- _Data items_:
+++

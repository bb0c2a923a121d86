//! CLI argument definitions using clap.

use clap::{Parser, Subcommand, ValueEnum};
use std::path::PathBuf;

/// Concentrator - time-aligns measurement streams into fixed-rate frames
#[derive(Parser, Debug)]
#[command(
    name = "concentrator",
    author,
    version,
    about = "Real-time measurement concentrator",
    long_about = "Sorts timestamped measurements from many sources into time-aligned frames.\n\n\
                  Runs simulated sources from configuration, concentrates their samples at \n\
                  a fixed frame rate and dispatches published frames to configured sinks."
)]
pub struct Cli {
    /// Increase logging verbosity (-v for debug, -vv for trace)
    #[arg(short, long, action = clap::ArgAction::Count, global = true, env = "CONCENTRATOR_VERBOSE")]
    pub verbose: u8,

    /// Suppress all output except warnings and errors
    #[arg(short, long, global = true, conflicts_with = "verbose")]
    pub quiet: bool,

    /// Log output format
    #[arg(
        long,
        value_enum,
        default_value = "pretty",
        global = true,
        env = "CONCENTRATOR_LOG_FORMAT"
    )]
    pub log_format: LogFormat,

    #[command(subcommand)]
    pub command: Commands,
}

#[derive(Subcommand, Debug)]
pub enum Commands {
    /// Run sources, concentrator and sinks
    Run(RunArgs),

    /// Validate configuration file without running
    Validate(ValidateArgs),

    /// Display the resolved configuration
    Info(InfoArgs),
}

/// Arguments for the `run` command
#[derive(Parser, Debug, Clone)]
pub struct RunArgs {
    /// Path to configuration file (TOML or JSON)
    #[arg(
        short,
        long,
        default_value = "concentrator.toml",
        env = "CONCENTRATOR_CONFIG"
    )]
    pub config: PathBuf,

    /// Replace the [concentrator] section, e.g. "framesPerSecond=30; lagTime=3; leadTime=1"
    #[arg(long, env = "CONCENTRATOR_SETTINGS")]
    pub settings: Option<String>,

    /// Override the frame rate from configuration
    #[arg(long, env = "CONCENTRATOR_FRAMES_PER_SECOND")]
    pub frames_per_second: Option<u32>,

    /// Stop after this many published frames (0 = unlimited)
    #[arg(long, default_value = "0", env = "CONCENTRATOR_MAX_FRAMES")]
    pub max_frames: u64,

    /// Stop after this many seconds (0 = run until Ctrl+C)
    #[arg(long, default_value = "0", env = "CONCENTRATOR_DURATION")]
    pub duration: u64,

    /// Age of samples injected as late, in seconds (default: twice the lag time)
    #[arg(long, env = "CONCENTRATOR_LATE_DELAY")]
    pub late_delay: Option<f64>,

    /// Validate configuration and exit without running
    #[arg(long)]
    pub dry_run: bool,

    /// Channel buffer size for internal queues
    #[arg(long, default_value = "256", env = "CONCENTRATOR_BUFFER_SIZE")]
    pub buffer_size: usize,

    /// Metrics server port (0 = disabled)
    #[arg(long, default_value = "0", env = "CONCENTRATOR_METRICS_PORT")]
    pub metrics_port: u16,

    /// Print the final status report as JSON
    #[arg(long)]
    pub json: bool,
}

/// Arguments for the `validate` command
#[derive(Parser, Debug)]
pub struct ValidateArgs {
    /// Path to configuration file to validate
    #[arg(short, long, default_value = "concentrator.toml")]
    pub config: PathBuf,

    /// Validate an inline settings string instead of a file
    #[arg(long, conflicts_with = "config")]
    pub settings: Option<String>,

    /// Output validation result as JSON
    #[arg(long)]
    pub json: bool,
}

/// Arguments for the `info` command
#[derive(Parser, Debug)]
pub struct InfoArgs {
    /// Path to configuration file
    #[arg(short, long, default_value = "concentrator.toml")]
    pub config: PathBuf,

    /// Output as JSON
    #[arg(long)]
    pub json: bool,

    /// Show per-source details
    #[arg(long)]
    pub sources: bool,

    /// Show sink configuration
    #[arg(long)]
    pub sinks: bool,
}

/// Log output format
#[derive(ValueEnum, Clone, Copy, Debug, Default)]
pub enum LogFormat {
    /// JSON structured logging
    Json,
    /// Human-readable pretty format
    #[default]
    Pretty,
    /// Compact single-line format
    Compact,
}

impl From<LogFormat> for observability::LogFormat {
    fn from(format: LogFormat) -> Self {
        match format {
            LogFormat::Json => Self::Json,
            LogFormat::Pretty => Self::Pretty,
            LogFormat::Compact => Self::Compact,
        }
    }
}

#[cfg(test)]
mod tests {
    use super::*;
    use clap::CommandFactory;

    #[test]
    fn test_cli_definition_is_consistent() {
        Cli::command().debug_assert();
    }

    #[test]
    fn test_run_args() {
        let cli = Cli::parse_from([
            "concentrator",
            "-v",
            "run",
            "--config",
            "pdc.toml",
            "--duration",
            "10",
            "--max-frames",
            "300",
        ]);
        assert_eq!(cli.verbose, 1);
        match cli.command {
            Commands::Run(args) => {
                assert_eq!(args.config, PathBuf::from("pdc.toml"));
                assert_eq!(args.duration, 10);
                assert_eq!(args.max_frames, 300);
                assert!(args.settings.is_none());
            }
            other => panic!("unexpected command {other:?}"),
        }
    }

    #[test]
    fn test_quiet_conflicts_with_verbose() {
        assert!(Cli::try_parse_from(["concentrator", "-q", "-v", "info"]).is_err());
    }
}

+++

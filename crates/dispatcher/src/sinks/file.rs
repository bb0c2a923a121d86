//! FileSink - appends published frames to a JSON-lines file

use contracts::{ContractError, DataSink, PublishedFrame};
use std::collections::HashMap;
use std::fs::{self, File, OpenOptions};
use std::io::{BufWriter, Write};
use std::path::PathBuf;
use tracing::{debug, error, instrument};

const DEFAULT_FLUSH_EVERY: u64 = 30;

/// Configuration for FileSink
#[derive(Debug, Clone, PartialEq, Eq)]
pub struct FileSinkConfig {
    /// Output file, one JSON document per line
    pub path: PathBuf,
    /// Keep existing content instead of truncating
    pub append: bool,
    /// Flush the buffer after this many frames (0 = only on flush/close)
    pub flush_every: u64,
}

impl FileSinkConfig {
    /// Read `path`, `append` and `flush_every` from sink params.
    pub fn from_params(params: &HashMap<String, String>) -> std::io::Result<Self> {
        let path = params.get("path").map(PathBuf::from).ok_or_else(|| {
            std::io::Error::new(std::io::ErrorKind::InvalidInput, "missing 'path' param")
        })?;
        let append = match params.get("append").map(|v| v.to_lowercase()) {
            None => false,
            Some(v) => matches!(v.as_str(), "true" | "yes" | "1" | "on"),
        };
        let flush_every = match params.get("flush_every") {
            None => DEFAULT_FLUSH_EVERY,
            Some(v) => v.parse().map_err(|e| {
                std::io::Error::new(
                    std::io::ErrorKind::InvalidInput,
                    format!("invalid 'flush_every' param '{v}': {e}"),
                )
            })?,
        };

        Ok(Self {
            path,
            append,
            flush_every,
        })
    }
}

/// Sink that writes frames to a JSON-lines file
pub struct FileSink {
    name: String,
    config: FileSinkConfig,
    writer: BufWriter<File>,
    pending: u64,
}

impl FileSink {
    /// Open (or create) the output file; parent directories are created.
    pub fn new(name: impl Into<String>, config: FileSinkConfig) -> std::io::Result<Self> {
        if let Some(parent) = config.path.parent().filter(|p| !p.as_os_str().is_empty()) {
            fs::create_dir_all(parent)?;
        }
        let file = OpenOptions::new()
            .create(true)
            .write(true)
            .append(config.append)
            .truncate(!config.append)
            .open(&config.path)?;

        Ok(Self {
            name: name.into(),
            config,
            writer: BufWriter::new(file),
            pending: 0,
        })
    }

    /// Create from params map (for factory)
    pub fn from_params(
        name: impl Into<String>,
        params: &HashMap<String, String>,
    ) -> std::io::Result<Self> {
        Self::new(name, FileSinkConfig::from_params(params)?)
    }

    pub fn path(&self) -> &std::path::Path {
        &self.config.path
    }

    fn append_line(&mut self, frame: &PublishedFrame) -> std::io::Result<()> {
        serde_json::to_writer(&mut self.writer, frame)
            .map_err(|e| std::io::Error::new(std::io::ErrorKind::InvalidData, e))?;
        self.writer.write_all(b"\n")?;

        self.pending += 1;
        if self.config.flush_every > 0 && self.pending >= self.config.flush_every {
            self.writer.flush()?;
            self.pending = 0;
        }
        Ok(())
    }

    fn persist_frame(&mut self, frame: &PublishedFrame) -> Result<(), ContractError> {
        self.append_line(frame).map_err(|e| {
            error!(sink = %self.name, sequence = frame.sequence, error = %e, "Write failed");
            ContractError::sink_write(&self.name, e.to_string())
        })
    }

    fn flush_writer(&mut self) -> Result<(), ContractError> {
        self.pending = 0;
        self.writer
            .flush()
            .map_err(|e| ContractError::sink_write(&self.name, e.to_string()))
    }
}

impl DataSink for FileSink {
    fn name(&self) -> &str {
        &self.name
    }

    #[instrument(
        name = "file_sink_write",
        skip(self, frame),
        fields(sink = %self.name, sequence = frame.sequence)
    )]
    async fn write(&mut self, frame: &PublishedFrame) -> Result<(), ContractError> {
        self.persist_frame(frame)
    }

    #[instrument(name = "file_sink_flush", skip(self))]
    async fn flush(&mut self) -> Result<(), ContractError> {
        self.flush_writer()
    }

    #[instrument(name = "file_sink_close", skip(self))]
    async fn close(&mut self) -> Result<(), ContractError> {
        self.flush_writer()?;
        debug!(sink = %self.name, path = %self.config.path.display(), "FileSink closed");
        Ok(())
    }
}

+++

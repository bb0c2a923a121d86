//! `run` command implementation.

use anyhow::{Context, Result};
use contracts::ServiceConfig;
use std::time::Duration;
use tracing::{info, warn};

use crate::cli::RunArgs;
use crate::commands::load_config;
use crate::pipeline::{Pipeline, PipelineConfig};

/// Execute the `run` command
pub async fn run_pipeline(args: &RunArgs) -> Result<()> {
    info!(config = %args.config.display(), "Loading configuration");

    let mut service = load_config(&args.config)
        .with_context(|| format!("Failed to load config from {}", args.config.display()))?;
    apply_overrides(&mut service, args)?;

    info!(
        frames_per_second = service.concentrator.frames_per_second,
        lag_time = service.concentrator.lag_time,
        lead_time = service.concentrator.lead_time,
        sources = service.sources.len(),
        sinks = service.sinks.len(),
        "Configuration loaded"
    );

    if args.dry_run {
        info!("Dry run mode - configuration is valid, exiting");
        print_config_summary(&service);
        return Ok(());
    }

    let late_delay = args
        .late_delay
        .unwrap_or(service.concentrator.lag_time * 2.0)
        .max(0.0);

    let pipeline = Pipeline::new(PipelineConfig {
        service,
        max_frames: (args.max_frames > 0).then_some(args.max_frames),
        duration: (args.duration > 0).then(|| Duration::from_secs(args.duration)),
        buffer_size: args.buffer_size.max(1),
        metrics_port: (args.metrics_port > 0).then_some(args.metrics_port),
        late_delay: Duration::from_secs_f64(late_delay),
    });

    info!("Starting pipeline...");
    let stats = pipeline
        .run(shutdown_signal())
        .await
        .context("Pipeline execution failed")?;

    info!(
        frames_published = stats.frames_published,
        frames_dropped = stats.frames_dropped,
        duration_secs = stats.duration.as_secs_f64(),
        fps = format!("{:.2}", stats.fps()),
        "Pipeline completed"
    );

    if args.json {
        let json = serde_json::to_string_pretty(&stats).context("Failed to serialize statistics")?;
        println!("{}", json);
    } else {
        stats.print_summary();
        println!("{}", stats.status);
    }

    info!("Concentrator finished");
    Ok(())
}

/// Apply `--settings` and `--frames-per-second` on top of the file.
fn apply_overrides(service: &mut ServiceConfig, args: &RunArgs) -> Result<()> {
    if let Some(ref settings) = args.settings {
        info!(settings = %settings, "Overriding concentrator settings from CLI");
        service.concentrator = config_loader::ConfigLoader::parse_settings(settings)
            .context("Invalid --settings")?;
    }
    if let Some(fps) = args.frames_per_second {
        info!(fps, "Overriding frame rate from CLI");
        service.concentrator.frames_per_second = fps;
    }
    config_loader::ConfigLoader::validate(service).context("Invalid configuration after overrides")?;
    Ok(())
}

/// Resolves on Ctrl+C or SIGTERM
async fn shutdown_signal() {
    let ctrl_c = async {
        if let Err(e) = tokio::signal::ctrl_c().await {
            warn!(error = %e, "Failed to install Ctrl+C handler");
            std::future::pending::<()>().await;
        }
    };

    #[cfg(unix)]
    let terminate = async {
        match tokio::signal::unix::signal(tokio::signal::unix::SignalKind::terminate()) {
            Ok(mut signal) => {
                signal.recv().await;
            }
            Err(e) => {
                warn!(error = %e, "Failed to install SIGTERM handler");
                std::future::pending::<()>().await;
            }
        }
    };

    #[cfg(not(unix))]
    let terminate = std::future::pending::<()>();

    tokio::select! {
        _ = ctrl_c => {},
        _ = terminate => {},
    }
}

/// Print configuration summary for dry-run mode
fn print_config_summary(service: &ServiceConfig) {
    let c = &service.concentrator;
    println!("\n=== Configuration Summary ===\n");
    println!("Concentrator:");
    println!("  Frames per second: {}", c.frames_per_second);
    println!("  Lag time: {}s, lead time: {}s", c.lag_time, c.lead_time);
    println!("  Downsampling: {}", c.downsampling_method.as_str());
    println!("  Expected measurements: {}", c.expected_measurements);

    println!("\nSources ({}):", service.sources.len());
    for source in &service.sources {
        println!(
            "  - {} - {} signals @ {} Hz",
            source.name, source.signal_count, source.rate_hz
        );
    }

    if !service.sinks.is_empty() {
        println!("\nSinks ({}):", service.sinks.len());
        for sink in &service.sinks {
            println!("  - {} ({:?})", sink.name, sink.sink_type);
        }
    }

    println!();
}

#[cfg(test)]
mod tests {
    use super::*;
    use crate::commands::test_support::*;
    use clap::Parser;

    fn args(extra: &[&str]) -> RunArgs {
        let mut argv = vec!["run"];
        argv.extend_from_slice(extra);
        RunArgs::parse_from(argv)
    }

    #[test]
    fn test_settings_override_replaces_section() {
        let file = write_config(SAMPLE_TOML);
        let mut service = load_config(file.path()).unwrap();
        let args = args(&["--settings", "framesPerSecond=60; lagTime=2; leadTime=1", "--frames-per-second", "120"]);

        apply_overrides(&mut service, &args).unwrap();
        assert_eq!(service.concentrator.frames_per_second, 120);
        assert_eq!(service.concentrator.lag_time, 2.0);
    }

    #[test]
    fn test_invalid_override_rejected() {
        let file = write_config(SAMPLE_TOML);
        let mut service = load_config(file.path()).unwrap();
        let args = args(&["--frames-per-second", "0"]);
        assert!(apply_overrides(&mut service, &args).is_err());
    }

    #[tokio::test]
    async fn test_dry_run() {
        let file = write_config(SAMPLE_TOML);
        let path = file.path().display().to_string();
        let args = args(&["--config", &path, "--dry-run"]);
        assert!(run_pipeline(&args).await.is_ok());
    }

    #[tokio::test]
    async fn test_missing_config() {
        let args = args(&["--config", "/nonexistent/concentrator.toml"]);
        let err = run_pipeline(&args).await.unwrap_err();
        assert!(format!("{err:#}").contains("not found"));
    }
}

+++

- _WORK TO COMPLETE_: Copy out each line of the records where the word "await" appears.

- _EXERCISE ANSWER_:
        .await
        if let Err(e) = tokio::signal::ctrl_c().await {
            std::future::pending::<()>().await;
                signal.recv().await;
                std::future::pending::<()>().await;
        assert!(run_pipeline(&args).await.is_ok());
        let err = run_pipeline(&args).await.unwrap_err();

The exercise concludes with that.